_WORK ORDER_: Using the records that follow, copy every line containing the word "iter".
*** DATA SUPPLIED
// src/analyze/delegated.rs
//! Language-model backed relevance and verification judgments.
//!
//! Both sides degrade to the conservative default (not relevant / zero
//! confidence) whenever the client yields nothing or a malformed object.

use async_trait::async_trait;
use serde_json::Value;

use crate::analyze::ai_adapter::DynAiClient;
use crate::analyze::relevance::RelevanceOracle;
use crate::analyze::verify::{evidence_for, Verifier};
use crate::ingest::config::ProjectConfig;
use crate::ingest::types::RawEvent;
use crate::model::{clamp01, AffectedSubtype, RelevanceSignal, UpgradeConfirmation};

/// Tokenized-right subtypes a claimed impact may target.
pub const TAXONOMY: [&str; 6] = [
    "service_provision",
    "governance",
    "value_distribution",
    "membership",
    "payments",
    "collateral",
];

const RELEVANCE_RUBRIC: &str = "\
You classify announcements from crypto projects for changes to the rights a token confers.
Taxonomy of tokenized-right subtypes:
- service_provision: access to or usage of a protocol service
- governance: voting, proposal or treasury-control rights
- value_distribution: emissions, rewards, fee share, burns, yield
- membership: eligibility, allowlists, tiers
- payments: fees, gas, pricing paid by users
- collateral: staking, slashing, collateral or asset-ownership terms
Negative constraints: ignore UI or website changes, marketing, partnerships, exchange listings, price talk.
Every claimed impact MUST include the exact quote from the text that supports it.
Return JSON only:
{\"is_relevant\": bool, \"affected_subtypes\": [{\"subtype_code\": string, \"impact_type\": \"introduced\"|\"modified\"|\"removed\", \"quote\": string, \"confidence\": number}]}";

const VERIFICATION_RUBRIC: &str = "\
You verify whether a crypto protocol upgrade actually happened, using only the evidence given.
Checks: environment (mainnet vs testnet vs devnet); phrasing (success markers like 'is live', 'executed' vs intent markers like 'will', 'plan'); a concrete anchor (block number, transaction, release tag).
Score tiers:
- 1.0 confirmed_live: live on mainnet with success phrasing
- 0.8 scheduled: approved or scheduled with certainty
- 0.5 in_progress: voting, in progress, or testnet-only
- 0.1 speculative: rumor or discussion
- 0.0 irrelevant
Return JSON only:
{\"tier\": string, \"confidence\": number, \"status_detected\": \"proposal_only\"|\"approved_not_deployed\"|\"deployed_mainnet\"|\"rejected\"|null, \"reasoning\": string}";

pub struct DelegatedOracle {
    client: DynAiClient,
}

impl DelegatedOracle {
    pub fn new(client: DynAiClient) -> Self {
        Self { client }
    }
}

fn relevance_prompt(event: &RawEvent, project: &ProjectConfig) -> String {
    format!(
        "Project: {}\nProject tokens: {}\nSource kind: {}\nURL: {}\n\nText:\n{}",
        project.name,
        project.relevant_tokens.join(", "),
        event.kind,
        event.url,
        event.text
    )
}

/// Normalize a subtype code onto the taxonomy; `None` for unknown codes.
fn taxonomy_code(raw: &str) -> Option<&'static str> {
    let norm = raw.trim().to_ascii_lowercase().replace([' ', '-', '/'], "_");
    match norm.as_str() {
        "asset_ownership" | "collateral_asset_ownership" => Some("collateral"),
        other => TAXONOMY.iter().copied().find(|c| *c == other),
    }
}

/// Map a judgment object onto a signal. Claims without a quote, or outside
/// the taxonomy, are dropped.
pub fn parse_relevance(v: &Value) -> RelevanceSignal {
    let is_relevant = v.get("is_relevant").and_then(Value::as_bool).unwrap_or(false);
    if !is_relevant {
        return RelevanceSignal::not_relevant();
    }
    let claims = v
        .get("affected_subtypes")
        .and_then(Value::as_array)
        .map(Vec::as_slice)
        .unwrap_or_default();

    let mut affected_subtypes = Vec::new();
    for c in claims {
        let quote = c.get("quote").and_then(Value::as_str).map(str::trim).unwrap_or("");
        if quote.is_empty() {
            tracing::debug!(target: "oracle", claim = %c, "dropping claim without quote");
            continue;
        }
        let Some(code) = c.get("subtype_code").and_then(Value::as_str).and_then(taxonomy_code) else {
            tracing::debug!(target: "oracle", claim = %c, "dropping claim outside taxonomy");
            continue;
        };
        let impact = c
            .get("impact_type")
            .and_then(Value::as_str)
            .map(|s| s.trim().to_ascii_lowercase())
            .filter(|s| !s.is_empty())
            .unwrap_or_else(|| "modified".to_string());
        let confidence = c
            .get("confidence")
            .and_then(Value::as_f64)
            .map(|f| clamp01(f as f32))
            .unwrap_or(1.0);
        affected_subtypes.push(AffectedSubtype {
            subtype_code: code.to_string(),
            impact_type: impact,
            reason: quote.to_string(),
            confidence,
        });
    }
    RelevanceSignal {
        is_relevant,
        affected_subtypes,
    }
}

#[async_trait]
impl RelevanceOracle for DelegatedOracle {
    async fn classify(&self, event: &RawEvent, project: &ProjectConfig) -> RelevanceSignal {
        match self
            .client
            .judge(RELEVANCE_RUBRIC, &relevance_prompt(event, project))
            .await
        {
            Some(v) => parse_relevance(&v),
            None => RelevanceSignal::not_relevant(),
        }
    }

    fn name(&self) -> &'static str {
        "delegated"
    }
}

/// Fixed confidence tiers of the verification rubric.
#[derive(Debug, Clone, Copy, PartialEq, Eq)]
pub enum ScoreTier {
    ConfirmedLive,
    Scheduled,
    InProgress,
    Speculative,
    Irrelevant,
}

impl ScoreTier {
    pub fn score(&self) -> f32 {
        match self {
            ScoreTier::ConfirmedLive => 1.0,
            ScoreTier::Scheduled => 0.8,
            ScoreTier::InProgress => 0.5,
            ScoreTier::Speculative => 0.1,
            ScoreTier::Irrelevant => 0.0,
        }
    }

    pub fn parse(s: &str) -> Option<Self> {
        match s.trim().to_ascii_lowercase().replace([' ', '-'], "_").as_str() {
            "confirmed_live" | "live" => Some(ScoreTier::ConfirmedLive),
            "scheduled" | "approved" => Some(ScoreTier::Scheduled),
            "in_progress" | "testnet" | "voting" => Some(ScoreTier::InProgress),
            "speculative" | "rumor" => Some(ScoreTier::Speculative),
            "irrelevant" => Some(ScoreTier::Irrelevant),
            _ => None,
        }
    }
}

pub struct DelegatedVerifier {
    client: DynAiClient,
    threshold: f32,
}

impl DelegatedVerifier {
    pub fn new(client: DynAiClient, threshold: f32) -> Self {
        Self {
            client,
            threshold: clamp01(threshold),
        }
    }
}

fn verification_prompt(cluster: &[RawEvent]) -> String {
    cluster
        .iter()
        .map(|e| format!("Source ({}): {} (URL: {})", e.kind, e.text, e.url))
        .collect::<Vec<_>>()
        .join("\n\n")
}

/// Map a verdict object onto a confirmation. An explicit numeric confidence
/// wins over the tier label; neither → zero.
pub fn parse_confirmation(v: Option<&Value>, cluster: &[RawEvent], threshold: f32) -> UpgradeConfirmation {
    let evidence = evidence_for(cluster);
    let Some(v) = v else {
        return UpgradeConfirmation {
            is_confirmed: false,
            confidence: 0.0,
            status_detected: None,
            evidence,
            reasoning: "delegated judgment unavailable".to_string(),
        };
    };
    let confidence = v
        .get("confidence")
        .and_then(Value::as_f64)
        .map(|f| clamp01(f as f32))
        .or_else(|| {
            v.get("tier")
                .and_then(Value::as_str)
                .and_then(ScoreTier::parse)
                .map(|t| t.score())
        })
        .unwrap_or(0.0);
    let status_detected = v
        .get("status_detected")
        .and_then(Value::as_str)
        .map(str::trim)
        .filter(|s| !s.is_empty())
        .map(str::to_string);
    let reasoning = v
        .get("reasoning")
        .and_then(Value::as_str)
        .filter(|s| !s.trim().is_empty())
        .unwrap_or("no reasoning provided")
        .to_string();
    UpgradeConfirmation {
        is_confirmed: confidence >= threshold,
        confidence,
        status_detected,
        evidence,
        reasoning,
    }
}

#[async_trait]
impl Verifier for DelegatedVerifier {
    async fn verify(&self, cluster: &[RawEvent]) -> UpgradeConfirmation {
        let v = self
            .client
            .judge(VERIFICATION_RUBRIC, &verification_prompt(cluster))
            .await;
        parse_confirmation(v.as_ref(), cluster, self.threshold)
    }

    fn name(&self) -> &'static str {
        "delegated"
    }
}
******
_OUTPUT_:
        other => TAXONOMY.iter().copied().find(|c| *c == other),
        .iter()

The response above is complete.